Personal information
- Born: 1943 or 1944 (age 81–82) near Medicine Hat, Alberta, Canada

Career information
- College: Mount Royal College University of Calgary

Career history

Coaching
- 1976–1983: Calgary Stampeders (AC)

Operations
- 1995: Calgary Stampeders (VP and GM of administration)
- 1996–2003: Calgary Stampeders (President)
- 2005–2012: Calgary Stampeders (General partner)
- 2012–2016: Calgary Stampeders (Executive VP and consultant)

Awards and highlights
- Hugh Campbell Distinguished Leadership Award (2009); As an executive: 4× Grey Cup champion (1998, 2001, 2008, 2014);
- Canadian Football Hall of Fame (Class of 2017)

= Stan Schwartz =

Stan Schwartz (born 1943 or 1944) is a Canadian former football executive and coach. He served in various capacities with the Calgary Stampeders of the Canadian Football League (CFL), beginning his tenure with the team in 1976, as an assistant coach. He later served as the team's president from 1996 to 2003. Schwartz was inducted into the Canadian Football Hall of Fame in 2017.

==Life and career==
Born in southern Alberta, near Medicine Hat, Schwartz played football at Mount Royal College and the University of Calgary. In 1969, he became an assistant coach at Ernest Manning High School in Calgary. In 1970, Schwartz began his teaching career, working with the Calgary Board of Education. Afterwards, he moved to the United States, coaching football at and receiving a master's degree from Indiana State University. Schwartz spent time coaching other sports as well, including high school football, wrestling, track and field, junior football, and bantam. He was particularly involved in wrestling, coaching a city high school championship team and serving as an assistant coach for the Alberta Junior Olympic Teams. Schwartz also built football practice equipment for Calgary high schools.

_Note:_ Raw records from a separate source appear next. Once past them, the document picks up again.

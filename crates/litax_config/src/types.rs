//! Configuration types deserialized from `litax.toml`.
//!
//! Every section is optional; a missing section takes the stock testbench
//! values (a 10-bit ADC fed 20 random FSK bits at 1200 baud from a 6 MHz clock).

use serde::Deserialize;

/// The top-level configuration parsed from `litax.toml`.
#[derive(Debug, Clone, Default, Deserialize, PartialEq)]
pub struct BenchConfig {
    /// Project metadata.
    #[serde(default)]
    pub project: ProjectMeta,
    /// System clock.
    #[serde(default)]
    pub clock: ClockConfig,
    /// Reset timing.
    #[serde(default)]
    pub reset: ResetConfig,
    /// Loop length.
    #[serde(default)]
    pub run: RunConfig,
    /// Waveform output.
    #[serde(default)]
    pub trace: TraceSection,
    /// ADC word size.
    #[serde(default)]
    pub adc: AdcConfig,
    /// FSK stimulus.
    #[serde(default)]
    pub modem: ModemConfig,
}

/// Project metadata.
#[derive(Debug, Clone, Deserialize, PartialEq)]
pub struct ProjectMeta {
    /// The project name.
    #[serde(default = "default_project_name")]
    pub name: String,
    /// Name of the top-level module, also the second trace scope.
    #[serde(default = "default_top")]
    pub top: String,
}

impl Default for ProjectMeta {
    fn default() -> Self {
        Self {
            name: default_project_name(),
            top: default_top(),
        }
    }
}

/// The system clock driving the whole design.
#[derive(Debug, Clone, Deserialize, PartialEq)]
pub struct ClockConfig {
    /// Frequency as a string (e.g. `"6MHz"`), parsed to [`Frequency`](litax_common::Frequency).
    #[serde(default = "default_clock_frequency")]
    pub frequency: String,
}

impl Default for ClockConfig {
    fn default() -> Self {
        Self {
            frequency: default_clock_frequency(),
        }
    }
}

/// When the synchronous reset is released.
#[derive(Debug, Clone, Deserialize, PartialEq, Eq)]
pub struct ResetConfig {
    /// Tick index at which reset is deasserted.
    #[serde(default = "default_release_tick")]
    pub release_tick: u64,
}

impl Default for ResetConfig {
    fn default() -> Self {
        Self {
            release_tick: default_release_tick(),
        }
    }
}

/// Loop length.
#[derive(Debug, Clone, Default, Deserialize, PartialEq, Eq)]
pub struct RunConfig {
    /// Clock toggles to run. When unset, the run covers one full FSK burst.
    pub ticks: Option<u64>,
}

/// The `[trace]` section.
#[derive(Debug, Clone, Deserialize, PartialEq)]
pub struct TraceSection {
    /// Whether a waveform is written at all.
    #[serde(default = "default_true")]
    pub enabled: bool,
    /// Output path, relative to the configuration file's directory.
    #[serde(default = "default_trace_path")]
    pub path: String,
    /// Output format.
    #[serde(default)]
    pub format: TraceFormat,
    /// Hierarchy depth to trace. The top scope is level 1.
    #[serde(default = "default_levels")]
    pub levels: u32,
    /// Duration of one tick, e.g. `"1ps"` or `"10ns"`.
    #[serde(default = "default_timescale")]
    pub timescale: String,
}

impl Default for TraceSection {
    fn default() -> Self {
        Self {
            enabled: true,
            path: default_trace_path(),
            format: TraceFormat::default(),
            levels: default_levels(),
            timescale: default_timescale(),
        }
    }
}

/// Waveform file format.
#[derive(Debug, Clone, Copy, Default, Deserialize, PartialEq, Eq)]
#[serde(rename_all = "kebab-case")]
pub enum TraceFormat {
    /// Value Change Dump text (default).
    #[default]
    Vcd,
    /// Gzip-compressed VCD.
    VcdGz,
}

/// ADC converter settings.
#[derive(Debug, Clone, Deserialize, PartialEq, Eq)]
pub struct AdcConfig {
    /// Width of a converted sample in bits.
    #[serde(default = "default_num_bits")]
    pub num_bits: u32,
}

impl Default for AdcConfig {
    fn default() -> Self {
        Self {
            num_bits: default_num_bits(),
        }
    }
}

/// The FSK signal fed to the ADC.
#[derive(Debug, Clone, Deserialize, PartialEq)]
pub struct ModemConfig {
    /// Number of random data bits in the burst.
    #[serde(default = "default_bits")]
    pub bits: usize,
    /// Symbol rate in bits per second.
    #[serde(default = "default_baud")]
    pub baud: u32,
    /// Tone for a `1` bit.
    #[serde(default = "default_mark")]
    pub mark: String,
    /// Tone for a `0` bit.
    #[serde(default = "default_space")]
    pub space: String,
    /// Seed for the data bits. A fresh seed is drawn when unset.
    pub seed: Option<u64>,
}

impl Default for ModemConfig {
    fn default() -> Self {
        Self {
            bits: default_bits(),
            baud: default_baud(),
            mark: default_mark(),
            space: default_space(),
            seed: None,
        }
    }
}

fn default_project_name() -> String {
    "litax".to_string()
}

fn default_top() -> String {
    "adc_tb_top".to_string()
}

fn default_clock_frequency() -> String {
    "6MHz".to_string()
}

fn default_release_tick() -> u64 {
    5
}

fn default_true() -> bool {
    true
}

fn default_trace_path() -> String {
    "logs/vlt_dump.vcd".to_string()
}

fn default_levels() -> u32 {
    99
}

fn default_timescale() -> String {
    "1ps".to_string()
}

fn default_num_bits() -> u32 {
    10
}

fn default_bits() -> usize {
    20
}

fn default_baud() -> u32 {
    1200
}

fn default_mark() -> String {
    "1200Hz".to_string()
}

fn default_space() -> String {
    "2200Hz".to_string()
}
//! Error types for configuration loading and validation.

/// Errors that can occur when loading or validating a `litax.toml` configuration.
#[derive(Debug, thiserror::Error)]
pub enum ConfigError {
    /// An I/O error occurred while reading the configuration file.
    #[error("failed to read configuration: {0}")]
    IoError(#[from] std::io::Error),

    /// The TOML content could not be parsed.
    #[error("failed to parse configuration: {0}")]
    ParseError(String),

    /// A required field is missing or empty.
    #[error("missing required field: {0}")]
    MissingField(String),

    /// A configuration value failed validation.
    #[error("validation error: {0}")]
    ValidationError(String),
}
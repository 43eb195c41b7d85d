//! Cycle model of an SPI ADC readout bench.
//!
//! A behavioral converter ([`SpiAdcModel`]) serves a phase-continuous FSK
//! burst, one quantized sample per conversion, to an SPI receiver
//! ([`SpiReceiver`]). [`AdcTbTop`] wires the two together behind
//! [`litax_sim::SimModel`] and checks every received word on a
//! [`Scoreboard`].

#![warn(missing_docs)]

pub mod error;
pub mod fsk;
pub mod receiver;
pub mod scoreboard;
pub mod spi_adc;
pub mod state;
pub mod top;

pub use error::AdcError;
pub use fsk::{
    quantize, random_bits, FskParams, FskSample, Modulator, SampleTable, MAX_BURST_SAMPLES,
};
pub use receiver::SpiReceiver;
pub use scoreboard::{Mismatch, Scoreboard};
pub use spi_adc::SpiAdcModel;
pub use state::SpiState;
pub use top::{AdcBenchParams, AdcTbTop};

In 1976, Schwartz became an assistant coach with Calgary Stampeders, a position he served in for eight years. After leaving the position, he became the manager of McMahon Stadium, the Stampeders' home stadium. During his time in the position, the stadium served as the venue for the opening and closing ceremonies of the 1988 Winter Olympics. In 1995, he returned to the Stampeders, becoming the organization's vice president and general manager of administration. The following year, he became the Stampeders' team president. In September 2003, he was replaced by Mark McLoughlin and formally announced his resignation from the position in October. During his tenure as the team's president, the Stampeders won two Grey Cup championships (in 1998 and 2001), with Calgary also serving as the host of the 88th Grey Cup in 2000. He then served as a general partner for the team from 2005 to 2012, and later as an executive vice president and consultant in various roles until 2016.

==Awards and recognition==
In 2005, Schwartz was inducted into the Alberta Sports Hall of Fame. Schwartz was honoured with the Hugh Campbell Distinguished Leadership Award in 2009. He was later inducted into the Canadian Football Hall of Fame as a builder in 2017.

Schwartz's contributions to high school football in the Calgary area have led to trophies being named after him. The Calgary Senior High School Athletic Association (CSHAA) has awarded the "Stan Schwartz Award" annually to the "top Calgary high school volunteer football coach" since 2000. Later, in 2009, the Stampeders introduced the "Stan Schwartz – Heart of a Champion Award" to student-athletes competing in CSHAA competitions.